The electronic version of this article is the complete one and can be found online at: http://www.orgmedchemlett.com/content/2/1/34


Received:7 June 2012
Accepted:7 September 2012
Published:14 November 2012

© 2012 Bano et al.; licensee Springer.

This is an Open Access article distributed under the terms of the Creative Commons Attribution License (http://creativecommons.org/licenses/by/2.0), which permits unrestricted use, distribution, and reproduction in any medium, provided the original work is properly cited.

Abstract

Free radicals are well known for playing a dual role in our body- deleterious as well as beneficial. It includes a metabolic pathway for its generation. Oxidative stress in our body occurs due to excessive generation of free radicals and reduced level of antioxidants, but at low concentrations, these radicals help to perform normal physiological functions of the body. Scientific evidence suggests that antioxidants reduce the risk for chronic diseases including cancer and heart disease. This review shows current tendency in the pyrimidine synthesis and reveals the pyrimidine core to be a very potent moiety which can be a rich source for the synthesis of new compounds having desirable antioxidant activity.

Keywords:
Free radical; Antioxidant; Pyrimidine; Oxidative stress

Graphical abstract

Review

Introduction

Free radicals can be defined as the atoms, molecules, or ions with unpaired electrons in an open shell configuration.
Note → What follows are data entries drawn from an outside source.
use std::cell::RefCell;
use std::collections::BTreeMap;
use std::rc::Rc;

use rand::RngCore;

use seedkit_core::{
    CommitError, FieldContext, FieldDefinition, FieldTypePlugin, FieldValue, MemorySchemaProvider,
    MemoryWriter, OptionPlugin, PersistenceWriter, PluginError, RecordDraft, RecordId,
    SchemaDefinition, SchemaId,
};
use seedkit_generate::{PluginFactory, SeedEngine, SeedError, SeedOptions};
use seedkit_request::IssueKind;

type Log = Rc<RefCell<Vec<String>>>;

/// Title generator returning `x{iteration}`, logging every call.
struct EchoPlugin {
    log: Log,
    fail_generate_at: Option<u64>,
    fail_post_save: bool,
}

impl FieldTypePlugin for EchoPlugin {
    fn id(&self) -> &'static str {
        "text"
    }

    fn generate(
        &mut self,
        ctx: &FieldContext<'_>,
        _rng: &mut dyn RngCore,
    ) -> Result<FieldValue, PluginError> {
        if self.fail_generate_at == Some(ctx.iteration) {
            return Err(PluginError::Generation("echo exhausted".to_string()));
        }
        self.log
            .borrow_mut()
            .push(format!("generate:{}:{}", ctx.field.name, ctx.iteration));
        Ok(FieldValue::Text(format!("x{}", ctx.iteration)))
    }

    fn post_save(
        &mut self,
        record_id: RecordId,
        _draft: &RecordDraft,
        ctx: &FieldContext<'_>,
    ) -> Result<(), PluginError> {
        self.log
            .borrow_mut()
            .push(format!("post_save:{}:{record_id}", ctx.field.name));
        if self.fail_post_save {
            return Err(PluginError::PostSave("link table missing".to_string()));
        }
        Ok(())
    }
}

/// Status option writing the raw value, or nothing for `skip`.
struct EchoOption {
    log: Log,
}

impl OptionPlugin for EchoOption {
    fn id(&self) -> &'static str {
        "status"
    }

    fn generate(
        &mut self,
        raw_value: &str,
        _rng: &mut dyn RngCore,
    ) -> Result<Option<FieldValue>, PluginError> {
        self.log.borrow_mut().push(format!("option:{raw_value}"));
        match raw_value {
            "skip" => Ok(None),
            "blank" => Ok(Some(FieldValue::Text(String::new()))),
            _ => Ok(Some(FieldValue::Text(raw_value.to_string()))),
        }
    }

    fn post_save(
        &mut self,
        record_id: RecordId,
        _draft: &RecordDraft,
        _raw_value: &str,
    ) -> Result<(), PluginError> {
        self.log
            .borrow_mut()
            .push(format!("option_post_save:{record_id}"));
        Ok(())
    }
}

/// Writer that rejects the commit once `fail_at` records were accepted.
struct FailingWriter {
    inner: MemoryWriter,
    fail_at: usize,
    log: Log,
}

impl PersistenceWriter for FailingWriter {
    fn commit(
        &mut self,
        schema_id: SchemaId,
        draft: &RecordDraft,
    ) -> Result<RecordId, CommitError> {
        if self.inner.records().len() == self.fail_at {
            self.log.borrow_mut().push("commit_failed".to_string());
            return Err(CommitError::new("disk full"));
        }
        let record_id = self.inner.commit(schema_id, draft)?;
        self.log.borrow_mut().push(format!("commit:{record_id}"));
        Ok(record_id)
    }
}

fn schemas() -> MemorySchemaProvider {
    [
        SchemaDefinition {
            id: 1,
            title: "News".to_string(),
            fields: Vec::new(),
        },
        SchemaDefinition {
            id: 2,
            title: "Notes".to_string(),
            fields: vec![FieldDefinition {
                id: 5,
                label: "Summary".to_string(),
                name: "summary".to_string(),
                field_type: "text".to_string(),
                required: false,
                max_length: None,
                order: 1,
                cells: Vec::new(),
            }],
        },
    ]
    .into_iter()
    .collect()
}

fn input(pairs: &[(&str, &str)]) -> BTreeMap<String, String> {
    pairs
        .iter()
        .map(|(key, value)| (key.to_string(), value.to_string()))
        .collect()
}

fn engine_with(log: &Log, fail_generate_at: Option<u64>, fail_post_save: bool) -> SeedEngine {
    let mut factory = PluginFactory::builtin();
    let field_log = log.clone();
    factory.register_field("text", move || {
        Box::new(EchoPlugin {
            log: field_log.clone(),
            fail_generate_at,
            fail_post_save,
        })
    });
    let option_log = log.clone();
    factory.register_option("status", move || {
        Box::new(EchoOption {
            log: option_log.clone(),
        })
    });
    let options = SeedOptions {
        rng_seed: Some(11),
        ..SeedOptions::default()
    };
    SeedEngine::with_factory(options, factory).expect("engine")
}

fn engine(log: &Log) -> SeedEngine {
    engine_with(log, None, false)
}

#[test]
fn three_records_commit_in_order_with_post_save_after_each() {
    let log = Log::default();
    let engine = engine(&log);
    let mut writer = MemoryWriter::new();
    let input = input(&[
        ("seed_channel", "1"),
        ("seed_count", "3"),
        ("seed_field_1_0", "always"),
    ]);

    let report = engine
        .seed(&input, &schemas(), &mut writer)
        .expect("seed run");

    let titles: Vec<&str> = writer
        .records()
        .iter()
        .map(|record| record.values["title"].as_str().expect("title"))
        .collect();
    assert_eq!(titles, vec!["x0", "x1", "x2"]);
    assert_eq!(report.committed, vec![1, 2, 3]);
    assert!(report.is_complete());
    assert_eq!(
        *log.borrow(),
        vec![
            "generate:title:0",
            "post_save:title:1",
            "generate:title:1",
            "post_save:title:2",
            "generate:title:2",
            "post_save:title:3",
        ]
    );
    assert_eq!(writer.prepared(), &[1]);
}

#[test]
fn commit_failure_stops_the_run_after_two_post_save_cycles() {
    let log = Log::default();
    let engine = engine(&log);
    let mut writer = FailingWriter {
        inner: MemoryWriter::new(),
        fail_at: 2,
        log: log.clone(),
    };
    let input = input(&[
        ("seed_channel", "1"),
        ("seed_count", "5"),
        ("seed_field_1_0", "always"),
    ]);

    let err = engine
        .seed(&input, &schemas(), &mut writer)
        .expect_err("commit failure");

    let SeedError::Commit {
        iteration,
        ref errors,
        ..
    } = err
    else {
        panic!("expected commit failure, got {err:?}");
    };
    assert_eq!(iteration, 2);
    assert!(errors.has_kind(IssueKind::Commit));
    assert_eq!(errors.messages(), vec!["disk full".to_string()]);
    assert_eq!(
        err.report().expect("report").committed,
        vec![1, 2]
    );
    assert_eq!(
        *log.borrow(),
        vec![
            "generate:title:0",
            "commit:1",
            "post_save:title:1",
            "generate:title:1",
            "commit:2",
            "post_save:title:2",
            "generate:title:2",
            "commit_failed",
        ]
    );
}

#[test]
fn non_numeric_count_commits_nothing() {
    let log = Log::default();
    let engine = engine(&log);
    let mut writer = MemoryWriter::new();
    let input = input(&[
        ("seed_channel", "1"),
        ("seed_count", "lots"),
        ("seed_field_1_0", "always"),
    ]);

    let err = engine
        .seed(&input, &schemas(), &mut writer)
        .expect_err("invalid count");

    assert!(matches!(err, SeedError::Rejected(_)));
    let errors = err.errors();
    assert!(!errors.is_empty());
    assert!(errors.iter().any(|issue| issue.code == "seed_count_not_numeric"));
    assert!(writer.records().is_empty());
    assert!(writer.prepared().is_empty());
    assert!(log.borrow().is_empty());
}

#[test]
fn count_and_schema_issues_are_reported_together() {
    let log = Log::default();
    let engine = engine(&log);
    let mut writer = MemoryWriter::new();
    let input = input(&[("seed_channel", "abc"), ("seed_count", "0")]);

    let errors = engine
        .seed(&input, &schemas(), &mut writer)
        .expect_err("rejected")
        .errors();

    let codes: Vec<&str> = errors.iter().map(|issue| issue.code.as_str()).collect();
    assert_eq!(codes, vec!["schema_id_invalid", "seed_count_not_positive"]);
}

#[test]
fn unknown_schema_stops_before_field_validation() {
    let log = Log::default();
    let engine = engine(&log);
    let mut writer = MemoryWriter::new();
    let input = input(&[
        ("seed_channel", "99"),
        ("seed_count", "2"),
        ("seed_field_99_0", "sometimes"),
    ]);

    let errors = engine
        .seed(&input, &schemas(), &mut writer)
        .expect_err("unknown schema")
        .errors();

    assert_eq!(errors.len(), 1);
    assert!(errors.has_kind(IssueKind::UnknownSchema));
}

#[test]
fn missing_field_plugin_is_fatal() {
    let engine =
        SeedEngine::with_factory(SeedOptions::default(), PluginFactory::empty()).expect("engine");
    let mut writer = MemoryWriter::new();
    let input = input(&[("seed_channel", "1"), ("seed_count", "2")]);

    let err = engine
        .seed(&input, &schemas(), &mut writer)
        .expect_err("plugin load");

    assert!(matches!(err, SeedError::PluginLoad(_)));
    assert!(err.errors().has_kind(IssueKind::PluginLoad));
    assert!(writer.records().is_empty());
}

#[test]
fn absent_option_results_never_write_a_key() {
    let log = Log::default();
    let engine = engine(&log);
    let schemas = schemas();

    let mut skipped = MemoryWriter::new();
    engine
        .seed(
            &input(&[
                ("seed_channel", "1"),
                ("seed_count", "1"),
                ("seed_option_1_status", "skip"),
            ]),
            &schemas,
            &mut skipped,
        )
        .expect("seed run");
    let values = &skipped.records()[0].values;
    assert!(values.get("status").is_none());
    assert!(values.get("title").is_none());

    let mut written = MemoryWriter::new();
    let report = engine
        .seed(
            &input(&[
                ("seed_channel", "1"),
                ("seed_count", "1"),
                ("seed_option_1_status", "closed"),
            ]),
            &schemas,
            &mut written,
        )
        .expect("seed run");
    assert_eq!(written.records()[0].values["status"], "closed");
    assert_eq!(report.option_usage.get("status"), Some(&1));

    let mut blank = MemoryWriter::new();
    engine
        .seed(
            &input(&[
                ("seed_channel", "1"),
                ("seed_count", "1"),
                ("seed_option_1_status", "blank"),
            ]),
            &schemas,
            &mut blank,
        )
        .expect("seed run");
    let values = &blank.records()[0].values;
    assert_eq!(values.get("status"), Some(&serde_json::json!("")));
}

#[test]
fn option_hooks_run_before_field_hooks() {
    let log = Log::default();
    let engine = engine(&log);
    let mut writer = MemoryWriter::new();
    let input = input(&[
        ("seed_channel", "1"),
        ("seed_count", "1"),
        ("seed_option_1_status", "open"),
        ("seed_field_1_0", "always"),
    ]);

    engine
        .seed(&input, &schemas(), &mut writer)
        .expect("seed run");

    assert_eq!(
        *log.borrow(),
        vec![
            "option:open",
            "generate:title:0",
            "option_post_save:1",
            "post_save:title:1",
        ]
    );
}

#[test]
fn sparse_fields_can_be_written_empty() {
    let log = Log::default();
    let mut factory = PluginFactory::builtin();
    let field_log = log.clone();
    factory.register_field("text", move || {
        Box::new(EchoPlugin {
            log: field_log.clone(),
            fail_generate_at: None,
            fail_post_save: false,
        })
    });
    let options = SeedOptions {
        rng_seed: Some(5),
        sparse_rate: 0.0,
        ..SeedOptions::default()
    };
    let engine = SeedEngine::with_factory(options, factory).expect("engine");
    let mut writer = MemoryWriter::new();
    let input = input(&[
        ("seed_channel", "2"),
        ("seed_count", "2"),
        ("seed_field_2_0", "always"),
        ("seed_field_2_5", "sparse"),
    ]);

    let report = engine
        .seed(&input, &schemas(), &mut writer)
        .expect("seed run");

    assert_eq!(report.sparse_skipped, 2);
    assert_eq!(report.generator_usage.get("text"), Some(&2));
    for record in writer.records() {
        assert_eq!(record.values["field_id_5"], "");
    }
}

#[test]
fn generation_failure_keeps_earlier_commits() {
    let log = Log::default();
    let engine = engine_with(&log, Some(1), false);
    let mut writer = MemoryWriter::new();
    let input = input(&[
        ("seed_channel", "1"),
        ("seed_count", "3"),
        ("seed_field_1_0", "always"),
    ]);

    let err = engine
        .seed(&input, &schemas(), &mut writer)
        .expect_err("generation failure");

    assert!(matches!(err, SeedError::Generation { iteration: 1, .. }));
    assert!(err.errors().has_kind(IssueKind::Generation));
    assert_eq!(err.report().expect("report").committed, vec![1]);
    assert_eq!(writer.records().len(), 1);
}

#[test]
fn post_save_failures_are_reported_without_aborting() {
    let log = Log::default();
    let engine = engine_with(&log, None, true);
    let mut writer = MemoryWriter::new();
    let input = input(&[
        ("seed_channel", "1"),
        ("seed_count", "3"),
        ("seed_field_1_0", "always"),
    ]);

    let report = engine
        .seed(&input, &schemas(), &mut writer)
        .expect("seed run");

    assert_eq!(report.committed.len(), 3);
    assert_eq!(report.post_save_failures.len(), 3);
    assert!(report.post_save_failures.has_kind(IssueKind::PostSave));
}

#[test]
fn drafts_carry_author_and_entry_date() {
    let log = Log::default();
    let mut factory = PluginFactory::builtin();
    let field_log = log.clone();
    factory.register_field("text", move || {
        Box::new(EchoPlugin {
            log: field_log.clone(),
            fail_generate_at: None,
            fail_post_save: false,
        })
    });
    let options = SeedOptions {
        author_id: 7,
        ..SeedOptions::default()
    };
    let engine = SeedEngine::with_factory(options, factory).expect("engine");
    let mut writer = MemoryWriter::new();
    let input = input(&[("seed_channel", "1"), ("seed_count", "2")]);

    engine
        .seed(&input, &schemas(), &mut writer)
        .expect("seed run");

    let records = writer.records();
    assert_eq!(records[0].values["author_id"], 7);
    assert!(records[0].values["entry_date"].is_string());
    assert_eq!(
        records[0].values["entry_date"],
        records[1].values["entry_date"]
    );
}

#[test]
fn invalid_sparse_rate_is_a_config_error() {
    let options = SeedOptions {
        sparse_rate: 1.5,
        ..SeedOptions::default()
    };
    assert!(matches!(SeedEngine::new(options), Err(SeedError::Config(_))));
}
Sometimes, these free radicals may bear some charge, either positive, negative, or zero. They also play a significant role in combustion, atmospheric chemistry, polymerization, plasma chemistry, and many other chemical processes. Free radicals may generate different kinds of chemical and biological reactions in the body. Development of free radicals in the body is believed to involve in the development of various degenerative diseases; huge generation of free radicals particularly reactive oxygen species and their high activity may lead to progression of a number of pathological disturbances such as inflammation, atherosclerosis, cancer, Parkinson's disease, and Alzheimer's disease. This phenomenon of excessive production of free radicals is termed as oxidative stress. This oxidative stress has also been found to be implicated in many ailments such as heart disease and some age-related diseases. Thus, in a concise way, it can be said that excessive production of free radicals is harmful for the body.

Many heterocyclic compounds have been synthesized because of their wide range of biological activity [1]. Pyrimidine is a six-member heterocyclic compound that contains two nitrogen atoms at positions 1 and 3 (Figure 1). Pyrimidine derivatives have showed various biological activities such as antimicrobial, antitumor, antifungal, and antileishmanial activities and are also useful for the treatment of thyroid and leukemia [2]. In this article, the authors give an emphasis on antioxidant activity by pyrimidine-containing nucleus.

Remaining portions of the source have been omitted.